I found three solutions
Via the object model in the query
// good: no round trips
// good: clean sql
// bad: impossible to use the currentUserLanguage parameter
var lang = "NL";
var dbProject = new ProjectDataContext();
var query = from b in dbProject.GetTable<Branch>()
select new
{
b.ID,
WebDescription = b.WebDescriptionObject.NL // <-- problem
};
var text = query.First().WebDescription;
Via the object model after the query
// good: no round trips (eager loading of text object)
// good: possible to use the currentUserLanguage parameter
// bad: loads the *whole* branch and text object, not just two fields
var lang= "NL";
var dbProject = new ProjectDataContext();
var query = from b in dbProject.GetTable<Branch>()
select new
{
b.ID,
WebDescription = b.GetWebDescriptionAsString(lang)
};
var text = query.First().WebDescription;
Using an expression
// good: I have the feeling I am on the right track
// bad: This doesn't work :o( throws an exception
var lang= "NL";
var dbProject = new ProjectDataContext();
var query = from b in dbProject.GetTable<Branch>()
select new
{
b.ID,
WebDescription = b.GetWebDescriptionAsExpression(lang)
};
var text = query.First().WebDescription;
Here is code for the two methods GetWebDescriptionAsString and GetWebDescriptionAsExpression.
public string GetWebDescriptionAsString(string lang)
{
if (lang== "NL") return WebDescriptionObject.NL;
if (lang== "FR") return WebDescriptionObject.FR;
if (lang== "IT") return WebDescriptionObject.IT;
return WebDescriptionObject.UK;
}
public Expression<Func<Branch, string>> GetWebDescriptionAsExpression(string lang)
{
if (lang== "NL") return b => b.WebDescriptionObject.NL;
if (lang== "FR") return b => b.WebDescriptionObject.FR;
if (lang== "IT") return b => b.WebDescriptionObject.IT;
return b => b.WebDescriptionObject.UK;
}
Upvotes: 1
Views: 165
Reputation: 46839
Without understanding your whole problem
create a stored procedure like this:
CREATE PROCEDURE spGetTheTextINeed @Language char(2), @BranchID int
AS
/* I don't know how your database is structured so you need to write this */
SELECT MyText from MyTable WHERE Language=@Language and Branch=@BranchID
Then you need to add the sp to your DBML and then you can just call the sp you need with the appropriate parameters:
var query = myDataContext.spGetTheTextINeed("NL",[your branch number])
Dim str As String
str = query.MyText
The code above is not to be exact - I don't understand your full requirements but this should get you started.
Upvotes: 0
Reputation: 1640
Thank you for you prompt reply.
I made a quick attempt. The UDF was already there, I just didn't know how to use it. The performance dropped significantly. The first solution is 3 times faster. In my understanding, this approach would require extra round trips to the database. Is that correct?

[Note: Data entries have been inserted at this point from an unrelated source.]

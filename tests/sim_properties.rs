//! Property tests over the simulation's public API

use proptest::collection::vec;
use proptest::prelude::*;
use rand::SeedableRng;
use rand_pcg::Pcg32;

use reef_rush::consts::*;
use reef_rush::sim::{EnemyPool, GameState, Screen, TickInput, tick};

fn arb_input() -> impl Strategy<Value = TickInput> {
    (
        any::<bool>(),
        any::<bool>(),
        any::<bool>(),
        any::<bool>(),
        any::<bool>(),
    )
        .prop_map(
            |(confirm, lane_up, lane_down, show_credits, to_title)| TickInput {
                confirm,
                lane_up,
                lane_down,
                show_credits,
                to_title,
            },
        )
}

proptest! {
    /// Player lane and food meter stay in bounds under any input sequence
    #[test]
    fn lane_and_food_stay_bounded(seed: u64, inputs in vec(arb_input(), 1..500)) {
        let mut state = GameState::new(seed);
        for input in &inputs {
            tick(&mut state, input);
            prop_assert!(state.player.lane < LANE_COUNT);
            prop_assert!(state.player.food <= FOOD_MAX);
        }
    }

    /// Distance never exceeds the cap, and only drops on a run reset
    #[test]
    fn distance_is_monotone_within_a_run(seed: u64, inputs in vec(arb_input(), 1..500)) {
        let mut state = GameState::new(seed);
        let mut last = state.distance;
        for input in &inputs {
            tick(&mut state, input);
            prop_assert!(state.distance <= DISTANCE_MAX);
            if state.distance < last {
                // Shrinking distance must be a full reset, not drift
                prop_assert_eq!(state.distance, 0.0);
            }
            last = state.distance;
        }
    }

    /// Session bests never decrease, whatever happens across runs
    #[test]
    fn bests_never_decrease(seed: u64, inputs in vec(arb_input(), 1..500)) {
        let mut state = GameState::new(seed);
        let mut best = state.bests;
        for input in &inputs {
            tick(&mut state, input);
            prop_assert!(state.bests.score >= best.score);
            prop_assert!(state.bests.distance >= best.distance);
            best = state.bests;
        }
    }

    /// No two consecutive pool assignments land in the same lane, over any
    /// interleaving of slot respawns
    #[test]
    fn pool_assignments_never_repeat_a_lane(
        seed: u64,
        slots in vec(0..ENEMY_POOL_SIZE, 0..300),
    ) {
        let mut rng = Pcg32::seed_from_u64(seed);
        let mut pool = EnemyPool::new(&mut rng);

        // The initial reseed assigns in slot order
        for pair in pool.slots().windows(2) {
            prop_assert_ne!(pair[0].lane, pair[1].lane);
        }

        for idx in slots {
            let prev = pool.last_lane().unwrap();
            pool.respawn(idx, &mut rng);
            prop_assert_ne!(pool[idx].lane, prev);
            prop_assert!(pool[idx].lane < LANE_COUNT);
        }
    }

    /// Same seed + same inputs = same run, snapshot for snapshot
    #[test]
    fn replay_is_deterministic(seed: u64, inputs in vec(arb_input(), 1..300)) {
        let mut a = GameState::new(seed);
        let mut b = GameState::new(seed);
        for input in &inputs {
            tick(&mut a, input);
            tick(&mut b, input);
        }
        prop_assert_eq!(a.screen, b.screen);
        prop_assert_eq!(a.score, b.score);
        prop_assert_eq!(a.distance, b.distance);
        prop_assert_eq!(a.player.lane, b.player.lane);
        prop_assert_eq!(a.player.food, b.player.food);
        prop_assert_eq!(a.speed, b.speed);
        for (x, y) in a.enemies.slots().iter().zip(b.enemies.slots()) {
            prop_assert_eq!(x.kind, y.kind);
            prop_assert_eq!(x.lane, y.lane);
            prop_assert_eq!(x.active, y.active);
        }
    }
}

/// A scripted no-input run ends at the reef with distance frozen at the cap
#[test]
fn idle_run_reaches_the_reef() {
    let mut state = GameState::new(0xDEADBEEF);
    tick(
        &mut state,
        &TickInput {
            confirm: true,
            ..Default::default()
        },
    );
    assert_eq!(state.screen, Screen::Gameplay);

    let idle = TickInput::default();
    let mut frames = 0u32;
    while state.screen == Screen::Gameplay && frames < 30_000 {
        tick(&mut state, &idle);
        frames += 1;
    }

    // The run always terminates: eaten on the way or crashed into the reef
    assert_eq!(state.screen, Screen::Win);
    assert!(state.bests.distance <= DISTANCE_MAX);
    if state.obstacle.active {
        assert_eq!(state.distance, DISTANCE_MAX);
    }
}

var query = from b in dbProject.GetTable<Branch>()
select new
{
b.ID,
WebDescription = db.fGetText(b.WebDescriptionID, (currentUserLanguage))
};
Upvotes: 0
Reputation: 8059
Without really answering the question, the cleanest approach would be to change the Text structure into a more normalized form like:
Text
ID
TextTranslation
ID
TextID
Lang
TextValue
where each text has a number of translations, one for each language.
The query would become something like:
var q =
from branch in dbProject.Branches
join text in dbProject.Texts on branch.TextID = text.ID
join translation in dbProject.TextTranslations on text.ID = translation.TextID
where translation.Lang == lang
select new
{
branch.ID,
WebDescription = translation.TextValue
};
This approach has other advantages as well, for example adding a new language will not change the model structure.
Upvotes: 1
Reputation: 46839
This would be very easy to do if you used a stored procedure. Are you opposed to using SP's as a solution?